_Description of the task_
All of the data needs to be printed again, exactly as written.
--------------------------------
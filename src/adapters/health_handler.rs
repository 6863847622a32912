use axum::{http::StatusCode, response::IntoResponse, Json};
use serde::{Deserialize, Serialize};
use std::sync::Arc;
use tokio::sync::RwLock;

use crate::config::Settings;

#[derive(Debug, Serialize, Deserialize)]
pub struct HealthStatus {
    pub status: String,
    pub version: String,
    pub uptime_seconds: u64,
    pub checks: HealthChecks,
}

#[derive(Debug, Serialize, Deserialize)]
pub struct HealthChecks {
    pub config: String,
    pub store: String,
}

pub struct HealthHandler {
    settings: Arc<RwLock<Settings>>,
    start_time: std::time::Instant,
}

impl HealthHandler {
    pub fn new(settings: Arc<RwLock<Settings>>) -> Self {
        Self {
            settings,
            start_time: std::time::Instant::now(),
        }
    }

    /// Basic health check - returns 200 if server is running
    pub async fn health(&self) -> impl IntoResponse {
        let uptime = self.start_time.elapsed().as_secs();
        let status = HealthStatus {
            status: "healthy".to_string(),
            version: env!("CARGO_PKG_VERSION").to_string(),
            uptime_seconds: uptime,
            checks: HealthChecks {
                config: "ok".to_string(),
                store: "ok".to_string(),
            },
        };

        (StatusCode::OK, Json(status))
    }

    /// Readiness check - returns 200 if server is ready to accept requests
    pub async fn ready(&self) -> impl IntoResponse {
        let settings = self.settings.read().await;

        let config_ok =
            settings.generator.max_records > 0 && !settings.templates_path.is_empty();

        if config_ok {
            (
                StatusCode::OK,
                Json(serde_json::json!({
                    "status": "ready",
                    "message": "Server is ready to accept requests"
                })),
            )
        } else {
            (
                StatusCode::SERVICE_UNAVAILABLE,
                Json(serde_json::json!({
                    "status": "not_ready",
                    "message": "Configuration not fully loaded"
                })),
            )
        }
    }

    /// Liveness check - returns 200 if server is alive
    pub async fn live(&self) -> impl IntoResponse {
        (
            StatusCode::OK,
            Json(serde_json::json!({
                "status": "alive",
                "message": "Server is alive"
            })),
        )
    }
}

#[cfg(test)]
mod tests {
    use super::*;
    use crate::config::{GeneratorSettings, ServerSettings, Settings};

    fn test_settings() -> Settings {
        Settings {
            server: ServerSettings {
                host: "127.0.0.1".to_string(),
                port: 3000,
            },
            generator: GeneratorSettings::default(),
            templates_path: "templates.json".to_string(),
            templates: vec![],
        }
    }

    #[tokio::test]
    async fn test_health_endpoint() {
        let handler = HealthHandler::new(Arc::new(RwLock::new(test_settings())));

        let response = handler.health().await.into_response();
        assert_eq!(response.status(), StatusCode::OK);
    }

    #[tokio::test]
    async fn test_ready_endpoint_with_config() {
        let handler = HealthHandler::new(Arc::new(RwLock::new(test_settings())));

        let response = handler.ready().await.into_response();
        assert_eq!(response.status(), StatusCode::OK);
    }

    #[tokio::test]
    async fn test_ready_endpoint_without_store_path() {
        let mut settings = test_settings();
        settings.templates_path = String::new();
        let handler = HealthHandler::new(Arc::new(RwLock::new(settings)));

        let response = handler.ready().await.into_response();
        assert_eq!(response.status(), StatusCode::SERVICE_UNAVAILABLE);
    }

    #[tokio::test]
    async fn test_live_endpoint() {
        let handler = HealthHandler::new(Arc::new(RwLock::new(test_settings())));

        let response = handler.live().await.into_response();
        assert_eq!(response.status(), StatusCode::OK);
    }
}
--------------------------------
_Output for this exercise_
filename src/adapters/health_handler.rs
repository 6863847622a32912
use axum::{http::StatusCode, response::IntoResponse, Json};
use serde::{Deserialize, Serialize};
use std::sync::Arc;
use tokio::sync::RwLock;

use crate::config::Settings;

#[derive(Debug, Serialize, Deserialize)]
pub struct HealthStatus {
    pub status: String,
    pub version: String,
    pub uptime_seconds: u64,
    pub checks: HealthChecks,
}

#[derive(Debug, Serialize, Deserialize)]
pub struct HealthChecks {
    pub config: String,
    pub store: String,
}

pub struct HealthHandler {
    settings: Arc<RwLock<Settings>>,
    start_time: std::time::Instant,
}

impl HealthHandler {
    pub fn new(settings: Arc<RwLock<Settings>>) -> Self {
        Self {
            settings,
            start_time: std::time::Instant::now(),
        }
    }

    /// Basic health check - returns 200 if server is running
    pub async fn health(&self) -> impl IntoResponse {
        let uptime = self.start_time.elapsed().as_secs();
        let status = HealthStatus {
            status: "healthy".to_string(),
            version: env!("CARGO_PKG_VERSION").to_string(),
            uptime_seconds: uptime,
            checks: HealthChecks {
                config: "ok".to_string(),
                store: "ok".to_string(),
            },
        };

        (StatusCode::OK, Json(status))
    }

    /// Readiness check - returns 200 if server is ready to accept requests
    pub async fn ready(&self) -> impl IntoResponse {
        let settings = self.settings.read().await;

        let config_ok =
            settings.generator.max_records > 0 && !settings.templates_path.is_empty();

        if config_ok {
            (
                StatusCode::OK,
                Json(serde_json::json!({
                    "status": "ready",
                    "message": "Server is ready to accept requests"
                })),
            )
        } else {
            (
                StatusCode::SERVICE_UNAVAILABLE,
                Json(serde_json::json!({
                    "status": "not_ready",
                    "message": "Configuration not fully loaded"
                })),
            )
        }
    }

    /// Liveness check - returns 200 if server is alive
    pub async fn live(&self) -> impl IntoResponse {
        (
            StatusCode::OK,
            Json(serde_json::json!({
                "status": "alive",
                "message": "Server is alive"
            })),
        )
    }
}

#[cfg(test)]
mod tests {
    use super::*;
    use crate::config::{GeneratorSettings, ServerSettings, Settings};

    fn test_settings() -> Settings {
        Settings {
            server: ServerSettings {
                host: "127.0.0.1".to_string(),
                port: 3000,
            },
            generator: GeneratorSettings::default(),
            templates_path: "templates.json".to_string(),
            templates: vec![],
        }
    }

    #[tokio::test]
    async fn test_health_endpoint() {
        let handler = HealthHandler::new(Arc::new(RwLock::new(test_settings())));

        let response = handler.health().await.into_response();
        assert_eq!(response.status(), StatusCode::OK);
    }

    #[tokio::test]
    async fn test_ready_endpoint_with_config() {
        let handler = HealthHandler::new(Arc::new(RwLock::new(test_settings())));

        let response = handler.ready().await.into_response();
        assert_eq!(response.status(), StatusCode::OK);
    }

    #[tokio::test]
    async fn test_ready_endpoint_without_store_path() {
        let mut settings = test_settings();
        settings.templates_path = String::new();
        let handler = HealthHandler::new(Arc::new(RwLock::new(settings)));

        let response = handler.ready().await.into_response();
        assert_eq!(response.status(), StatusCode::SERVICE_UNAVAILABLE);
    }

    #[tokio::test]
    async fn test_live_endpoint() {
        let handler = HealthHandler::new(Arc::new(RwLock::new(test_settings())));

        let response = handler.live().await.into_response();
        assert_eq!(response.status(), StatusCode::OK);
    }
}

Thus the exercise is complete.